Libya crowd 'ransack Benghazi election office'

Protesters burn ballot papers and other election materials outside the High National Election Commission's office in Benghazi on 1 July 2012 The protesters want a greater share of seats in Libya's new parliament for the country's east

Protesters demanding greater autonomy for eastern Libya have ransacked the offices of Libya's electoral authority in Benghazi, witnesses say.

About 300 people chanting pro-autonomy slogans took ballot boxes out of the building and burnt election papers in the street, a witness told Reuters.

Libya is to elect a new parliament on Saturday, in the first democratic polls since the ousting of Muammar Gaddafi.
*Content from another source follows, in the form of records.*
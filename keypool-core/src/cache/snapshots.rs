use std::collections::HashMap;
use std::sync::atomic::{AtomicU64, Ordering};
use std::sync::{Arc, Mutex};
use std::time::Duration;

use futures::FutureExt;
use futures::future::{BoxFuture, Shared};
use moka::sync::Cache;

use crate::bucket::{BucketSnapshot, KeyId};
use crate::db::{BucketPeek, PeekRequest};
use crate::error::{Error, ErrorDetails};

/// How long a per-key invalidation is remembered. Longer than any store timeout, so
/// every batch that could race an invalidation finishes within it.
const INVALIDATION_MEMORY: Duration = Duration::from_secs(60);

type BatchResult = Result<Arc<HashMap<KeyId, BucketPeek>>, Error>;
type SharedBatch = Shared<BoxFuture<'static, BatchResult>>;

/// Loads bucket levels for a batch of keys. Implemented by the bucket manager, which
/// applies the store timeout.
pub type SnapshotLoader =
    Box<dyn FnOnce(Vec<PeekRequest>) -> BoxFuture<'static, Result<Vec<BucketPeek>, Error>> + Send>;

/// Short-lived copies of bucket levels.
///
/// Keys missing from the cache are read in one batch. A key that is already being
/// loaded by another caller is awaited instead of being read again.
pub struct SnapshotCache {
    cache: Cache<KeyId, BucketPeek>,
    inflight: Arc<Mutex<HashMap<KeyId, SharedBatch>>>,
    /// Bumped by every invalidation. A batch only writes back keys that were not
    /// invalidated after it started.
    sequence: AtomicU64,
    /// Sequence number of the last `invalidate_all`
    cleared_at: AtomicU64,
    /// Sequence number of the last `invalidate` per key
    invalidated_at: Cache<KeyId, u64>,
}

impl SnapshotCache {
    pub fn new(ttl: Duration, max_entries: u64) -> Self {
        Self {
            cache: Cache::builder()
                .max_capacity(max_entries)
                .time_to_live(ttl)
                .build(),
            inflight: Arc::new(Mutex::new(HashMap::new())),
            sequence: AtomicU64::new(0),
            cleared_at: AtomicU64::new(0),
            invalidated_at: Cache::builder()
                .max_capacity(max_entries)
                .time_to_live(ttl.max(INVALIDATION_MEMORY))
                .build(),
        }
    }

    pub fn get(&self, key_id: KeyId) -> Option<BucketSnapshot> {
        self.cache.get(&key_id).map(|peek| peek.snapshot)
    }

    pub fn insert(&self, peek: BucketPeek) {
        self.cache.insert(peek.snapshot.key_id, peek);
    }

    pub fn invalidate(&self, key_id: KeyId) {
        let sequence = self.sequence.fetch_add(1, Ordering::SeqCst) + 1;
        self.invalidated_at.insert(key_id, sequence);
        self.cache.invalidate(&key_id);
    }

    pub fn invalidate_all(&self) {
        let sequence = self.sequence.fetch_add(1, Ordering::SeqCst) + 1;
        self.cleared_at.store(sequence, Ordering::SeqCst);
        self.cache.invalidate_all();
    }

    /// Whether a level read by a batch that started at `started` is still current.
    fn still_valid(&self, key_id: KeyId, started: u64) -> bool {
        self.cleared_at.load(Ordering::SeqCst) <= started
            && self
                .invalidated_at
                .get(&key_id)
                .is_none_or(|sequence| sequence <= started)
    }

    pub fn entry_count(&self) -> u64 {
        self.cache.run_pending_tasks();
        self.cache.entry_count()
    }

    /// Returns levels for every request, in request order.
    pub async fn get_many(
        &self,
        requests: &[PeekRequest],
        loader: SnapshotLoader,
    ) -> Result<Vec<BucketPeek>, Error> {
        let mut found: HashMap<KeyId, BucketPeek> = HashMap::with_capacity(requests.len());
        let mut joined: Vec<SharedBatch> = Vec::new();
        let mut to_load: Vec<PeekRequest> = Vec::new();

        for request in requests {
            if let Some(peek) = self.cache.get(&request.key_id) {
                found.insert(request.key_id, peek);
            } else {
                to_load.push(*request);
            }
        }

        let started = self.sequence.load(Ordering::SeqCst);
        let mut own_batch = None;
        if !to_load.is_empty() {
            let mut inflight = self.inflight.lock().map_err(|e| {
                Error::new(ErrorDetails::InternalError {
                    message: format!("snapshot cache lock poisoned: {e}"),
                })
            })?;
            to_load.retain(|request| match inflight.get(&request.key_id) {
                Some(batch) => {
                    if !joined.iter().any(|other| other.ptr_eq(batch)) {
                        joined.push(batch.clone());
                    }
                    false
                }
                None => true,
            });
            if !to_load.is_empty() {
                let load = loader(to_load.clone());
                let batch: SharedBatch = async move {
                    let peeks = load.await?;
                    Ok(Arc::new(
                        peeks
                            .into_iter()
                            .map(|peek| (peek.snapshot.key_id, peek))
                            .collect(),
                    ))
                }
                .boxed()
                .shared();
                for request in &to_load {
                    inflight.insert(request.key_id, batch.clone());
                }
                own_batch = Some(InFlightGuard {
                    inflight: self.inflight.clone(),
                    key_ids: to_load.iter().map(|request| request.key_id).collect(),
                    batch,
                });
            }
        }

        if let Some(guard) = &own_batch {
            let peeks = guard.batch.clone().await?;
            // Only the caller that started a batch writes it into the cache
            for peek in peeks.values() {
                if self.still_valid(peek.snapshot.key_id, started) {
                    self.cache.insert(peek.snapshot.key_id, peek.clone());
                }
            }
            found.extend(peeks.iter().map(|(key_id, peek)| (*key_id, peek.clone())));
        }
        drop(own_batch);
        for batch in joined {
            let peeks = batch.await?;
            found.extend(peeks.iter().map(|(key_id, peek)| (*key_id, peek.clone())));
        }

        requests
            .iter()
            .map(|request| {
                found.get(&request.key_id).cloned().ok_or_else(|| {
                    Error::new(ErrorDetails::InternalError {
                        message: format!("no bucket level loaded for key {}", request.key_id),
                    })
                })
            })
            .collect()
    }
}

/// Removes a batch from the in-flight map once its owner is done with it, including
/// when the owner's future is dropped before completion.
struct InFlightGuard {
    inflight: Arc<Mutex<HashMap<KeyId, SharedBatch>>>,
    key_ids: Vec<KeyId>,
    batch: SharedBatch,
}

impl Drop for InFlightGuard {
    fn drop(&mut self) {
        if let Ok(mut inflight) = self.inflight.lock() {
            for key_id in &self.key_ids {
                if inflight
                    .get(key_id)
                    .is_some_and(|batch| batch.ptr_eq(&self.batch))
                {
                    inflight.remove(key_id);
                }
            }
        }
    }
}
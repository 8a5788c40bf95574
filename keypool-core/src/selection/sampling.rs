use rand::Rng;

use crate::bucket::KeyId;
use crate::config::SelectionConfig;

/// Sample sizes tried in order: the initial size, then geometric growth up to the
/// ceiling or the size of the population, whichever comes first.
#[derive(Clone, Copy, Debug, PartialEq, Eq)]
pub struct SampleSchedule {
    next: Option<usize>,
    max: usize,
    growth: usize,
}

impl SampleSchedule {
    pub fn new(config: &SelectionConfig, population: usize) -> Self {
        let first = config.initial_sample_size.min(population);
        Self {
            next: (first > 0).then_some(first),
            max: config.max_sample_size.min(population),
            growth: config.sample_growth_factor.max(2),
        }
    }
}

impl Iterator for SampleSchedule {
    type Item = usize;

    fn next(&mut self) -> Option<usize> {
        let current = self.next?;
        self.next = if current >= self.max {
            None
        } else {
            Some(current.saturating_mul(self.growth).min(self.max))
        };
        Some(current)
    }
}

/// Draws `size` distinct keys without replacement. Returns every key when `size`
/// covers the whole set.
pub fn sample_keys<R: Rng>(keys: &[KeyId], size: usize, rng: &mut R) -> Vec<KeyId> {
    if size >= keys.len() {
        return keys.to_vec();
    }
    rand::seq::index::sample(rng, keys.len(), size)
        .into_iter()
        .map(|index| keys[index])
        .collect()
}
Pro-autonomy leaders in eastern Libya have called for a boycott of the vote.

They want eastern Libya to be given a larger share of seats in the new 200-member legislature, which is tasked with drawing up a constitution.

Libya's electoral law apportions 60 seats to eastern Libya and 102 to the west, with 38 going to the rest of the country.

"A group of people entered the commission's premises, ransacked the offices and destroyed what they found inside the building," the Benghazi head of the High National Election Commission, Jamal Bukrin, told AFP.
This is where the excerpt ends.